Avec la retraite à 70 ans, les bientôt
six millions de chômeurs, les classes publiques d'élèves de 45
têtes et la baguette annoncée à 1 €, cette année, le message
donné cet été aux ministres a été de ne pas rigoler avec les
congés.
De la jouer modeste, profil bas, goûts
simples et au maximum demie pension si on tient vraiment à aller
dépenser son traitement en hôtel. Alors… où vont-ils donc passer
leur mois d'août 2010 nos chers gouvernants?

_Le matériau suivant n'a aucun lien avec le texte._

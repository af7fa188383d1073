use super::{ProductCatalog, ReportStore, ScanLog};
use crate::product::{Product, ProductStatus};
use crate::report::CounterfeitReport;
use crate::scan::ScanRecord;
use crate::{CoreError, CoreResult};
use qb_verification_id::VerificationId;
use std::collections::btree_map::Entry;
use std::collections::BTreeMap;
use std::sync::{PoisonError, RwLock};

/// Process-local store. Nothing survives the process.
#[derive(Debug, Default)]
pub struct MemoryStore {
    products: RwLock<BTreeMap<VerificationId, Product>>,
    reports: RwLock<Vec<CounterfeitReport>>,
    scans: RwLock<Vec<ScanRecord>>,
}

impl MemoryStore {
    pub fn new() -> Self {
        Self::default()
    }
}

impl ProductCatalog for MemoryStore {
    fn insert_if_absent(&self, product: Product) -> CoreResult<Product> {
        let mut products = self
            .products
            .write()
            .unwrap_or_else(PoisonError::into_inner);
        match products.entry(product.verification_id.clone()) {
            Entry::Occupied(entry) => Err(CoreError::DuplicateVerificationId(entry.key().clone())),
            Entry::Vacant(entry) => Ok(entry.insert(product).clone()),
        }
    }

    fn get(&self, id: &VerificationId) -> CoreResult<Option<Product>> {
        let products = self.products.read().unwrap_or_else(PoisonError::into_inner);
        Ok(products.get(id).cloned())
    }

    fn record_scan(&self, id: &VerificationId) -> CoreResult<Option<Product>> {
        let mut products = self
            .products
            .write()
            .unwrap_or_else(PoisonError::into_inner);
        Ok(products.get_mut(id).map(|product| {
            product.scan_count = product.scan_count.saturating_add(1);
            product.clone()
        }))
    }

    fn set_status(&self, id: &VerificationId, status: ProductStatus) -> CoreResult<Product> {
        let mut products = self
            .products
            .write()
            .unwrap_or_else(PoisonError::into_inner);
        let product = products
            .get_mut(id)
            .ok_or_else(|| CoreError::ProductNotFound(id.clone()))?;
        product.status = status;
        Ok(product.clone())
    }

    fn list_products(&self) -> CoreResult<Vec<Product>> {
        let products = self.products.read().unwrap_or_else(PoisonError::into_inner);
        Ok(products.values().cloned().collect())
    }
}

impl ReportStore for MemoryStore {
    fn submit(&self, report: CounterfeitReport) -> CoreResult<()> {
        self.reports
            .write()
            .unwrap_or_else(PoisonError::into_inner)
            .push(report);
        Ok(())
    }

    fn list_reports(&self) -> CoreResult<Vec<CounterfeitReport>> {
        let mut reports = self
            .reports
            .read()
            .unwrap_or_else(PoisonError::into_inner)
            .clone();
        reports.sort_by(|a, b| b.reported_at.cmp(&a.reported_at));
        Ok(reports)
    }
}

impl ScanLog for MemoryStore {
    fn append(&self, record: ScanRecord) -> CoreResult<()> {
        self.scans
            .write()
            .unwrap_or_else(PoisonError::into_inner)
            .push(record);
        Ok(())
    }

    fn list_scans(&self) -> CoreResult<Vec<ScanRecord>> {
        let mut scans = self
            .scans
            .read()
            .unwrap_or_else(PoisonError::into_inner)
            .clone();
        scans.sort_by(|a, b| b.scanned_at.cmp(&a.scanned_at));
        Ok(scans)
    }
}

#[cfg(test)]
mod tests {
    use super::*;
    use crate::product::tests::sample_product;
    use std::sync::Arc;

    #[test]
    fn insert_if_absent_keeps_existing_record() {
        let store = MemoryStore::new();
        let original = sample_product("VRF-A1B2-C3D4-E5F6");
        store.insert_if_absent(original.clone()).unwrap();

        let mut rival = sample_product("VRF-A1B2-C3D4-E5F6");
        rival.batch_number = crate::NonEmptyText::new("OTHER").unwrap();
        let result = store.insert_if_absent(rival);

        assert!(matches!(result, Err(CoreError::DuplicateVerificationId(_))));
        let stored = store.get(&original.verification_id).unwrap().unwrap();
        assert_eq!(stored.batch_number.as_str(), "BN48213");
    }

    #[test]
    fn concurrent_inserts_of_one_id_admit_exactly_one() {
        let store = Arc::new(MemoryStore::new());
        let handles: Vec<_> = (0..8)
            .map(|_| {
                let store = store.clone();
                std::thread::spawn(move || {
                    store
                        .insert_if_absent(sample_product("VRF-ZZZZ-0000-1111"))
                        .is_ok()
                })
            })
            .collect();

        let wins = handles
            .into_iter()
            .map(|h| h.join().unwrap())
            .filter(|ok| *ok)
            .count();
        assert_eq!(wins, 1);
    }

    #[test]
    fn record_scan_increments_and_ignores_unknown() {
        let store = MemoryStore::new();
        let product = store
            .insert_if_absent(sample_product("VRF-A1B2-C3D4-E5F6"))
            .unwrap();

        let first = store.record_scan(&product.verification_id).unwrap().unwrap();
        let second = store.record_scan(&product.verification_id).unwrap().unwrap();
        assert_eq!(first.scan_count, 1);
        assert_eq!(second.scan_count, 2);

        let unknown = VerificationId::parse("VRF-0000-0000-0000").unwrap();
        assert!(store.record_scan(&unknown).unwrap().is_none());
    }

    #[test]
    fn set_status_on_missing_product_is_not_found() {
        let store = MemoryStore::new();
        let id = VerificationId::parse("VRF-0000-0000-0000").unwrap();

        assert!(matches!(
            store.set_status(&id, ProductStatus::Inactive),
            Err(CoreError::ProductNotFound(_))
        ));
    }

    #[test]
    fn list_products_is_ordered_by_id() {
        let store = MemoryStore::new();
        for id in ["VRF-ZZZZ-0000-0000", "VRF-0000-0000-0000", "VRF-M000-0000-0000"] {
            store.insert_if_absent(sample_product(id)).unwrap();
        }

        let ids: Vec<String> = store
            .list_products()
            .unwrap()
            .into_iter()
            .map(|p| p.verification_id.to_string())
            .collect();
        assert_eq!(
            ids,
            vec!["VRF-0000-0000-0000", "VRF-M000-0000-0000", "VRF-ZZZZ-0000-0000"]
        );
    }

    #[test]
    fn scans_listed_newest_first() {
        let store = MemoryStore::new();
        let older = crate::scan::tests::sample_scan(None, false);
        let mut newer = crate::scan::tests::sample_scan(Some("VRF-A1B2-C3D4-E5F6"), true);
        newer.scanned_at = older.scanned_at + chrono::Duration::seconds(1);

        store.append(older.clone()).unwrap();
        store.append(newer.clone()).unwrap();

        assert_eq!(store.list_scans().unwrap(), vec![newer, older]);
    }
}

Eh bien, Nicolas, lui, ira modestement
chez sa belle-doche qui lui fera des pasta tous les jours, des sucres
lents idéaux pour qui s'adonne à la course à pied, pendant que
Carla, elle, renoncera à la piscine du jardin pour faire des bains
de pied dans la cuvette des toilettes. S'ils veulent vraiment se
cogner un resto, ils iront au camion de pizza sur la grève, le
premier prix (la margarita à 6 € 50) leur ira très bien, et en
plus, ça les changera des menus sophistiqués des déjeuners et
dîners officiels. Ils étaleront leurs serviettes sur la plage parmi
le peuple et Nicolas ne dénigrera pas de participer à une petite
partie de volley de temps à autre (ça le changera du jooging),
pendant que Carla, elle, taillera la bavette avec ses voisines de
serviette après avoir fait la queue, comme tout le monde, à la
douche de la plage.
Brice lui ira en Auvergne. Sa famille
possède sur les causses un chouette petit buron où l'arrière-papi,
Emile, fabriquait l'été de merveilleuses tommes à base du lait de
ces belles Aubrac bien de chez nous dont Brice retrouvera les
arrières petites-filles alors qu'il prendra ses quartiers au buron
après avoir traîné sa valise à roulettes sur la sente pleine de
bouses. Il n'y a certes aucune connexion Internet mais pas d'Arabes
non plus. Entre quelques envolées à l'accordéon et tournées dans
les bars locaux où il racontera ses meilleures blagues, il visitera
avec sa femme le musée des arts floraux auvergnats ou suivra un
stage sur la récolte des champignons, à moins qu'il ne fasse un
saut à Vulcania en se mêlant un groupe d'ados de la banlieue
lyonnaise en colonie dans le coin.
Son alter ego, Eric, et sa jeune
compagne rebeu, eux, iront au pays. Celui d'Eric ou celui de miss
J'ai tous mes papiers en règle. On ne sait pas bien encore. En tout
cas, s'ils vont chez elle, ce sera en ferry, et Eric en profitera
pour lire Le quai de Ouistreham de Florence Aubenas que sa
collègue, Roseline, lui a chaudement recommandé et où il est
question de ménage dans les wc des bateaux. Il dénoncera peut-être
au commandant de bord son voisin de transat qui nourrit les mouettes
alors que c'est interdit, à moins qu'il ne compte le nombre de
burkas prenant un bain de soleil sur le pont.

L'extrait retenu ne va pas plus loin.